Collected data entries
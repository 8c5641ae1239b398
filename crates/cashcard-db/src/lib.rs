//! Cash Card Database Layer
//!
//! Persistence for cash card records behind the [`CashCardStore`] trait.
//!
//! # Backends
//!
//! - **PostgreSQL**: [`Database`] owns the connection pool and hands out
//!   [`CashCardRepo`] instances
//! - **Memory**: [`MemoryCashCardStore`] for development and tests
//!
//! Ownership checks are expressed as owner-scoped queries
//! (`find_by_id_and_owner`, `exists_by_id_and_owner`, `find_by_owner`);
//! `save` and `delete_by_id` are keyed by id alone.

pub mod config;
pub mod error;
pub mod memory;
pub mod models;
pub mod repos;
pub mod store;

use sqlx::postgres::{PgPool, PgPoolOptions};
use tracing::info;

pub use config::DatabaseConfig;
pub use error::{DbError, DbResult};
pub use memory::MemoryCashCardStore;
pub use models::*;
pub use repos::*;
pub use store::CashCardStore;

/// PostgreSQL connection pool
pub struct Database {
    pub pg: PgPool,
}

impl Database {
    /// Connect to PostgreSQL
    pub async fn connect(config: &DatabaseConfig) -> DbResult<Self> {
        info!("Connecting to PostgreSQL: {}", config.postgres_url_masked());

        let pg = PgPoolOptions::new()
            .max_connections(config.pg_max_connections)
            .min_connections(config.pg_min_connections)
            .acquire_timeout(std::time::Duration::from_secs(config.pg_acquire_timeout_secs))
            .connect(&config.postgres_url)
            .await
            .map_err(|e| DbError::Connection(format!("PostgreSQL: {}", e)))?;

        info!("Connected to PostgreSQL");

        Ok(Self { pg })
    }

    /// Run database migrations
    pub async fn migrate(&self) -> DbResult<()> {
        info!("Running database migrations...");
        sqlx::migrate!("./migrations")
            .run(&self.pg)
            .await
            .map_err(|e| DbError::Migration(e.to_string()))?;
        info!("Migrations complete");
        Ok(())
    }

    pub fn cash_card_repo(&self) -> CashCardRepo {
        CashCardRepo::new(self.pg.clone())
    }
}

* _Required work_
An exact copy of all the records is what is needed here.

* _Result below_
repository 8c5641ae1239b398
filename crates/cashcard-db/src/lib.rs
//! Cash Card Database Layer
//!
//! Persistence for cash card records behind the [`CashCardStore`] trait.
//!
//! # Backends
//!
//! - **PostgreSQL**: [`Database`] owns the connection pool and hands out
//!   [`CashCardRepo`] instances
//! - **Memory**: [`MemoryCashCardStore`] for development and tests
//!
//! Ownership checks are expressed as owner-scoped queries
//! (`find_by_id_and_owner`, `exists_by_id_and_owner`, `find_by_owner`);
//! `save` and `delete_by_id` are keyed by id alone.

pub mod config;
pub mod error;
pub mod memory;
pub mod models;
pub mod repos;
pub mod store;

use sqlx::postgres::{PgPool, PgPoolOptions};
use tracing::info;

pub use config::DatabaseConfig;
pub use error::{DbError, DbResult};
pub use memory::MemoryCashCardStore;
pub use models::*;
pub use repos::*;
pub use store::CashCardStore;

/// PostgreSQL connection pool
pub struct Database {
    pub pg: PgPool,
}

impl Database {
    /// Connect to PostgreSQL
    pub async fn connect(config: &DatabaseConfig) -> DbResult<Self> {
        info!("Connecting to PostgreSQL: {}", config.postgres_url_masked());

        let pg = PgPoolOptions::new()
            .max_connections(config.pg_max_connections)
            .min_connections(config.pg_min_connections)
            .acquire_timeout(std::time::Duration::from_secs(config.pg_acquire_timeout_secs))
            .connect(&config.postgres_url)
            .await
            .map_err(|e| DbError::Connection(format!("PostgreSQL: {}", e)))?;

        info!("Connected to PostgreSQL");

        Ok(Self { pg })
    }

    /// Run database migrations
    pub async fn migrate(&self) -> DbResult<()> {
        info!("Running database migrations...");
        sqlx::migrate!("./migrations")
            .run(&self.pg)
            .await
            .map_err(|e| DbError::Migration(e.to_string()))?;
        info!("Migrations complete");
        Ok(())
    }

    pub fn cash_card_repo(&self) -> CashCardRepo {
        CashCardRepo::new(self.pg.clone())
    }
}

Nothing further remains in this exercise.